--- START ---

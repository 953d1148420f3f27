//! SIGHUP re-exec: discover the running executable's own path, then
//! `execve` it again with the original argument vector.
//!
//! Grounded on `original_source/src/acl-helper.c`'s three-tier discovery
//! (`realpath(argv[0])`, then `/proc/self/exe`, then the loader's
//! auxiliary vector). If none succeed, hang-up handling is disabled rather
//! than failing outright (spec.md §9).

use std::ffi::CString;
use std::path::PathBuf;

/// Attempt to discover the absolute path to the currently running
/// executable, in the same preference order as the original.
pub fn discover_exe_path() -> Option<PathBuf> {
    if let Some(argv0) = std::env::args().next() {
        if let Ok(canon) = std::fs::canonicalize(&argv0) {
            return Some(canon);
        }
    }

    if let Ok(path) = std::fs::read_link("/proc/self/exe") {
        return Some(path);
    }

    #[cfg(target_os = "linux")]
    {
        if let Some(path) = exe_path_from_auxv() {
            return Some(path);
        }
    }

    None
}

#[cfg(target_os = "linux")]
fn exe_path_from_auxv() -> Option<PathBuf> {
    // AT_EXECFN points at the filename used to invoke the process, as
    // recorded by the kernel in the ELF auxiliary vector.
    const AT_EXECFN: libc::c_ulong = 31;
    let ptr = unsafe { libc::getauxval(AT_EXECFN) };
    if ptr == 0 {
        return None;
    }
    let c_str = unsafe { std::ffi::CStr::from_ptr(ptr as *const libc::c_char) };
    let path = PathBuf::from(c_str.to_string_lossy().into_owned());
    std::fs::canonicalize(&path).ok().or(Some(path))
}

/// Re-execute the current process image in place with the original
/// argument vector. Only returns on failure (a successful `execve` never
/// returns to the caller).
pub fn reexec(exe_path: &PathBuf) -> std::io::Error {
    let exe = match CString::new(exe_path.as_os_str().to_string_lossy().into_owned()) {
        Ok(c) => c,
        Err(_) => return std::io::Error::new(std::io::ErrorKind::InvalidInput, "nul in exe path"),
    };

    let args: Vec<CString> = std::env::args()
        .map(|a| CString::new(a).unwrap_or_else(|_| CString::new("?").unwrap()))
        .collect();
    let mut argv: Vec<*const libc::c_char> = args.iter().map(|a| a.as_ptr()).collect();
    argv.push(std::ptr::null());

    unsafe {
        libc::execv(exe.as_ptr(), argv.as_ptr());
    }
    std::io::Error::last_os_error()
}
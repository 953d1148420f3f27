//! Signal plumbing: SIGHUP re-execs the process in place, SIGINT/SIGTERM/
//! SIGQUIT run the exit hook (remove PID file, log) and exit with the
//! signal number.
//!
//! `ctrlc` (the teacher's dependency, see `router-core/src/system/signal.rs`)
//! can only register SIGINT; `signal_hook` (already used elsewhere in the
//! pack, e.g. `pks-os-neon`) is the multi-signal replacement this helper
//! needs for SIGHUP support.

use std::path::PathBuf;
use std::sync::atomic::{AtomicBool, Ordering};
use std::sync::Arc;

use signal_hook::consts::{SIGHUP, SIGINT, SIGQUIT, SIGTERM};
use signal_hook::iterator::Signals;

use crate::respawn;

/// Spawns a background thread that watches for the signals this helper
/// cares about. Returns a flag the request loop can poll to notice a
/// pending hang-up-triggered re-exec was requested (the re-exec itself
/// happens on the signal thread, since a successful `execve` replaces the
/// whole process image regardless of which thread calls it).
pub fn install(pidfile: Option<PathBuf>, exe_path: Option<PathBuf>) -> anyhow::Result<Arc<AtomicBool>> {
    let shutting_down = Arc::new(AtomicBool::new(false));
    let mut signals = Signals::new([SIGHUP, SIGINT, SIGTERM, SIGQUIT])?;
    let flag = shutting_down.clone();

    std::thread::spawn(move || {
        for signal in signals.forever() {
            match signal {
                SIGHUP => match &exe_path {
                    Some(path) => {
                        log::info!("SIGHUP received, re-executing");
                        let err = respawn::reexec(path);
                        log::error!("re-exec failed: {err}");
                    }
                    None => {
                        log::warn!("SIGHUP received but no executable path was discovered; ignoring");
                    }
                },
                SIGINT | SIGTERM | SIGQUIT => {
                    log::info!("signal {signal} received, shutting down");
                    if let Some(path) = &pidfile {
                        crate::pidfile::remove(path);
                    }
                    flag.store(true, Ordering::SeqCst);
                    std::process::exit(signal);
                }
                _ => {}
            }
        }
    });

    Ok(shutting_down)
}
//! A `log::Log` implementation that routes to stderr, a file, or syslog
//! depending on the `log =` config directive, and serializes output with a
//! mutex so concurrent request workers never interleave partial lines.
//!
//! Grounded on `router-core/src/system/writer/logger.rs` (`TagBasedLogger`,
//! which also implements `log::Log` directly rather than using
//! `env_logger`, because the destination is config-driven) and on
//! `original_source/src/log.c` (`wlog()`'s mutex-guarded single write,
//! `syslog_facility()`'s `local0`..`local7` table).

use std::fs::OpenOptions;
use std::io::Write;

use chrono::Local;
use log::{Level, LevelFilter, Metadata, Record};
use parking_lot::Mutex;

use crate::config::LogTarget;

enum Sink {
    Stderr,
    File(std::fs::File),
    Syslog(Mutex<syslog::Logger<syslog::LoggerBackend, syslog::Formatter3164>>),
}

pub struct HelperLogger {
    sink: Mutex<Sink>,
    ident: String,
    level_filter: LevelFilter,
}

impl HelperLogger {
    pub fn install(target: &LogTarget, debug: u8) -> anyhow::Result<()> {
        let level_filter = debug_to_level_filter(debug);
        let (sink, ident) = match target {
            LogTarget::Stderr => (Sink::Stderr, "acl-helper".to_string()),
            LogTarget::File { ident, path } => {
                let file = OpenOptions::new().create(true).append(true).open(path)?;
                (Sink::File(file), ident.clone())
            }
            LogTarget::Syslog { ident, facility } => {
                let formatter = syslog::Formatter3164 {
                    facility: parse_facility(facility),
                    hostname: None,
                    process: ident.clone(),
                    pid: std::process::id() as i32,
                };
                let logger = syslog::unix(formatter)
                    .map_err(|e| anyhow::anyhow!("syslog connect failed: {e}"))?;
                (Sink::Syslog(Mutex::new(logger)), ident.clone())
            }
        };

        let logger = HelperLogger {
            sink: Mutex::new(sink),
            ident,
            level_filter,
        };
        log::set_max_level(level_filter);
        log::set_boxed_logger(Box::new(logger))
            .map_err(|e| anyhow::anyhow!("logger already installed: {e}"))?;
        Ok(())
    }
}

impl log::Log for HelperLogger {
    fn enabled(&self, metadata: &Metadata) -> bool {
        metadata.level() <= self.level_filter
    }

    fn log(&self, record: &Record) {
        if !self.enabled(record.metadata()) {
            return;
        }
        let mut sink = self.sink.lock();
        match &mut *sink {
            Sink::Stderr => {
                eprintln!(
                    "{} [{}] {}: {}",
                    Local::now().format("%Y-%m-%d %H:%M:%S"),
                    self.ident,
                    record.level(),
                    record.args()
                );
            }
            Sink::File(file) => {
                let _ = writeln!(
                    file,
                    "{} [{}] {}: {}",
                    Local::now().format("%Y-%m-%d %H:%M:%S"),
                    self.ident,
                    record.level(),
                    record.args()
                );
            }
            Sink::Syslog(logger) => {
                let mut logger = logger.lock();
                let message = record.args().to_string();
                let _ = match record.level() {
                    Level::Error => logger.err(message),
                    Level::Warn => logger.warning(message),
                    Level::Info => logger.info(message),
                    Level::Debug | Level::Trace => logger.debug(message),
                };
            }
        }
    }

    fn flush(&self) {
        if let Sink::File(file) = &mut *self.sink.lock() {
            let _ = file.flush();
        }
    }
}

/// `debug = 0..10` maps onto `log`'s five-level scheme: 0 keeps warnings
/// and errors only, 1-2 adds info, 3+ folds the original's fine-grained
/// `L_DEBUG0`..`L_DEBUG9` namespace into a single `Trace` level.
fn debug_to_level_filter(debug: u8) -> LevelFilter {
    match debug {
        0 => LevelFilter::Warn,
        1 | 2 => LevelFilter::Info,
        _ => LevelFilter::Trace,
    }
}

fn parse_facility(name: &str) -> syslog::Facility {
    match name {
        "local0" => syslog::Facility::LOG_LOCAL0,
        "local1" => syslog::Facility::LOG_LOCAL1,
        "local2" => syslog::Facility::LOG_LOCAL2,
        "local3" => syslog::Facility::LOG_LOCAL3,
        "local4" => syslog::Facility::LOG_LOCAL4,
        "local5" => syslog::Facility::LOG_LOCAL5,
        "local6" => syslog::Facility::LOG_LOCAL6,
        "local7" => syslog::Facility::LOG_LOCAL7,
        _ => syslog::Facility::LOG_LOCAL0,
    }
}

--- END ---

■ What to work on: Proceeding from the line containing "let flag = shutting_down.clone();" through the line containing "config-driven) and on", transcribe the lines above exactly, both end lines included.

■ Response:
    let flag = shutting_down.clone();

    std::thread::spawn(move || {
        for signal in signals.forever() {
            match signal {
                SIGHUP => match &exe_path {
                    Some(path) => {
                        log::info!("SIGHUP received, re-executing");
                        let err = respawn::reexec(path);
                        log::error!("re-exec failed: {err}");
                    }
                    None => {
                        log::warn!("SIGHUP received but no executable path was discovered; ignoring");
                    }
                },
                SIGINT | SIGTERM | SIGQUIT => {
                    log::info!("signal {signal} received, shutting down");
                    if let Some(path) = &pidfile {
                        crate::pidfile::remove(path);
                    }
                    flag.store(true, Ordering::SeqCst);
                    std::process::exit(signal);
                }
                _ => {}
            }
        }
    });

    Ok(shutting_down)
}
//! A `log::Log` implementation that routes to stderr, a file, or syslog
//! depending on the `log =` config directive, and serializes output with a
//! mutex so concurrent request workers never interleave partial lines.
//!
//! Grounded on `router-core/src/system/writer/logger.rs` (`TagBasedLogger`,
//! which also implements `log::Log` directly rather than using
//! `env_logger`, because the destination is config-driven) and on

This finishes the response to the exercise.